Source material.
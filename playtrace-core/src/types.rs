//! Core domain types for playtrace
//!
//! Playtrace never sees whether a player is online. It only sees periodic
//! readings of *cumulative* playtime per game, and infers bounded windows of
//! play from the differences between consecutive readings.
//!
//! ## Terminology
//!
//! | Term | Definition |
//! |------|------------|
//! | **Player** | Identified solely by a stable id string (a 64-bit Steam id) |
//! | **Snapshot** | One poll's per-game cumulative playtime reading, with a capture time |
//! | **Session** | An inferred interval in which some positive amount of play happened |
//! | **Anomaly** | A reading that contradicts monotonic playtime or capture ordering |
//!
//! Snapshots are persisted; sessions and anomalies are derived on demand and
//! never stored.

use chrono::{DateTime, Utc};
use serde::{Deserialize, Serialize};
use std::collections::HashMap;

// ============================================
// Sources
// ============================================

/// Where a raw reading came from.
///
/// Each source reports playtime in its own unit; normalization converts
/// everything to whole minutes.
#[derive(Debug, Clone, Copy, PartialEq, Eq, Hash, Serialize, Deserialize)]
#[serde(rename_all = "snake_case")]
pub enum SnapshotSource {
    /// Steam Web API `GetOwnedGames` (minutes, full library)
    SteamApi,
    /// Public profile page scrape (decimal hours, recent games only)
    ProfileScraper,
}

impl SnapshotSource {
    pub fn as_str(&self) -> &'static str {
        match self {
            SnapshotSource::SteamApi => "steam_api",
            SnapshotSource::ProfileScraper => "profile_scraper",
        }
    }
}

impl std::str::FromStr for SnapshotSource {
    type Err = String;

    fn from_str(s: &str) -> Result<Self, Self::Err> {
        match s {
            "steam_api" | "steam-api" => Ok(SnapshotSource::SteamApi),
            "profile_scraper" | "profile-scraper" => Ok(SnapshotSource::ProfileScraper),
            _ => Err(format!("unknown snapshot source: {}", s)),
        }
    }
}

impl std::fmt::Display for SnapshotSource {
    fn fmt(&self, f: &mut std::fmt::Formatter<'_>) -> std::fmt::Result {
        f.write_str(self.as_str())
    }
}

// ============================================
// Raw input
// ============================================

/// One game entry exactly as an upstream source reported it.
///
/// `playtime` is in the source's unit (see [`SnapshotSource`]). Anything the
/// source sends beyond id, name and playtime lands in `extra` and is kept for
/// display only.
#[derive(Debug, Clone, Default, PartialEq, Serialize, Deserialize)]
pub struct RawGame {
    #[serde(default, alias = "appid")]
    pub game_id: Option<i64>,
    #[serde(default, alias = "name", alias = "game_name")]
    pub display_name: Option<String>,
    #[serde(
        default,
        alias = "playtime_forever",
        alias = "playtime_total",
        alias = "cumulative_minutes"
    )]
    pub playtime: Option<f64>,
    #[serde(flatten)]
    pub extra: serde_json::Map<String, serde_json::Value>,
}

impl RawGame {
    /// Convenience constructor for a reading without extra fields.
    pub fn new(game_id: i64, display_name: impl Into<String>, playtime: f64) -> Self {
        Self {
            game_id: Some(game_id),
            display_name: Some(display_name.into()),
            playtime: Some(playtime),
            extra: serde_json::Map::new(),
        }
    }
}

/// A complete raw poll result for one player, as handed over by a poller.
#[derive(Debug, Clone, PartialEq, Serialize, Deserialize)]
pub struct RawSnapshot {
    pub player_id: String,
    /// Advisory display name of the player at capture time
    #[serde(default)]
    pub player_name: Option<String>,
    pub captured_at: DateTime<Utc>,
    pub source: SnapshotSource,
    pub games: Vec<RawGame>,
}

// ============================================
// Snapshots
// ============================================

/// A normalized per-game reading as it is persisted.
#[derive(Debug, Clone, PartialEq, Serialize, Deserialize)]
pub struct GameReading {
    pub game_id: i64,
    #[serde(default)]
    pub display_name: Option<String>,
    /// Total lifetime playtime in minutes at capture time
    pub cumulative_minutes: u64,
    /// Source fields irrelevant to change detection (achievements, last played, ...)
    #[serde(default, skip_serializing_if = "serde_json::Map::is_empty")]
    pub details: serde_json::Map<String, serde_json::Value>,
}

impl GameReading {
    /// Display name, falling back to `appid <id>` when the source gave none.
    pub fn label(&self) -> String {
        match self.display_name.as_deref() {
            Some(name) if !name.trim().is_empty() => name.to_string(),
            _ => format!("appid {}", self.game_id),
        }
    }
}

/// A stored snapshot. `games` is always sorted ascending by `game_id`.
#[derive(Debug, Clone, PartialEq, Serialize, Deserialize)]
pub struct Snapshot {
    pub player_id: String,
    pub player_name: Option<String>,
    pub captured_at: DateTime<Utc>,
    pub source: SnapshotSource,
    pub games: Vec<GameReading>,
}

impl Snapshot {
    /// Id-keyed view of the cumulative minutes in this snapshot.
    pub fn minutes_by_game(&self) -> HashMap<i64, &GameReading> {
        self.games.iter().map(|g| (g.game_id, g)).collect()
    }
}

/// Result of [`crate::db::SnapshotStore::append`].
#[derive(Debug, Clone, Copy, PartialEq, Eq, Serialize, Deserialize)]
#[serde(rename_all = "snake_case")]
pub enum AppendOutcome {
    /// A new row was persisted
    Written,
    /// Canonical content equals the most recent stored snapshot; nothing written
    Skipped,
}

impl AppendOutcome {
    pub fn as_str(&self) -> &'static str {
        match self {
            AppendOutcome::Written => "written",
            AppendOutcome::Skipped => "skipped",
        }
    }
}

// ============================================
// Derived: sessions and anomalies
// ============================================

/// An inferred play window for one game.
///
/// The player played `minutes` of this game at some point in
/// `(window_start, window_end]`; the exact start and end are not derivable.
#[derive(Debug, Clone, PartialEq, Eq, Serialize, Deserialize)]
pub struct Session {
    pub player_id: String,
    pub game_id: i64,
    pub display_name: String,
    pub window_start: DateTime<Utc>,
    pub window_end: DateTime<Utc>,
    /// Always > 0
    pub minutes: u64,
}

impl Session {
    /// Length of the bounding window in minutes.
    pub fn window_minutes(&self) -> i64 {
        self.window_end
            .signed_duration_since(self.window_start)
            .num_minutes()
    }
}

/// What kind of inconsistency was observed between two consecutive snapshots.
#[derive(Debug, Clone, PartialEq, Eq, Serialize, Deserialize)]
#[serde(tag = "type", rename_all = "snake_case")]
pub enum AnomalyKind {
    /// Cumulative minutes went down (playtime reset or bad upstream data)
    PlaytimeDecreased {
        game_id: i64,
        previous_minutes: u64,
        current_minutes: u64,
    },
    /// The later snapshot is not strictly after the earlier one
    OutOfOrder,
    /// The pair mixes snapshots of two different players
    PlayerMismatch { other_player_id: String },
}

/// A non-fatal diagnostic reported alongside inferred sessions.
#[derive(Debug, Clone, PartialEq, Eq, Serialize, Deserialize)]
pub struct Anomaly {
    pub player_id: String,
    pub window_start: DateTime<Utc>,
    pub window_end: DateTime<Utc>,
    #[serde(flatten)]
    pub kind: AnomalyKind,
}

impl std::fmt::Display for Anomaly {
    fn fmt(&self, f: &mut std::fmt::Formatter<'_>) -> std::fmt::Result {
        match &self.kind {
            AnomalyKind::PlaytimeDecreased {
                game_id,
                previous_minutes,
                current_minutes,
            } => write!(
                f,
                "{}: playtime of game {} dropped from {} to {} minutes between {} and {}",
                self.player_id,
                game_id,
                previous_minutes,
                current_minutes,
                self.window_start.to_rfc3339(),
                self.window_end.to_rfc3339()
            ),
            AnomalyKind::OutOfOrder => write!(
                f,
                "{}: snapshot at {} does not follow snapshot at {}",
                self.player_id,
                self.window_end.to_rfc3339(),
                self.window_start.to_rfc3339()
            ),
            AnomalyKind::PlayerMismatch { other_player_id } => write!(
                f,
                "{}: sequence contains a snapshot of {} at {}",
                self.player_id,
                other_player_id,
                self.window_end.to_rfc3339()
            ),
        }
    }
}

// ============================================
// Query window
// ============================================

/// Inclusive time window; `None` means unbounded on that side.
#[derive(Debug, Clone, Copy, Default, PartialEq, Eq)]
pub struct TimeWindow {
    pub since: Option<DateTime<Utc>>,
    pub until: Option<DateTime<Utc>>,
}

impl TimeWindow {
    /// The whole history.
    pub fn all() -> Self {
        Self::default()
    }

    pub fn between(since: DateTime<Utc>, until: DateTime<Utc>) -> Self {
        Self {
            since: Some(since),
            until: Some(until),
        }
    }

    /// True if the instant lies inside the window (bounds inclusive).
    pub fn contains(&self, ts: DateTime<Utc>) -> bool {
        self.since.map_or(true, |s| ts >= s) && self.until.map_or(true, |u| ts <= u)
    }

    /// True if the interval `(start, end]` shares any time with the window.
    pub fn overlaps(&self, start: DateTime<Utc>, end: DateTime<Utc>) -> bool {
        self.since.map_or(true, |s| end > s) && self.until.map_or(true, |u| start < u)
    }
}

Exercise brief. The string "fields" shows up in some lines of the listing. Copy each such line.

Reply to the exercise.
    /// Convenience constructor for a reading without extra fields.
    /// Source fields irrelevant to change detection (achievements, last played, ...)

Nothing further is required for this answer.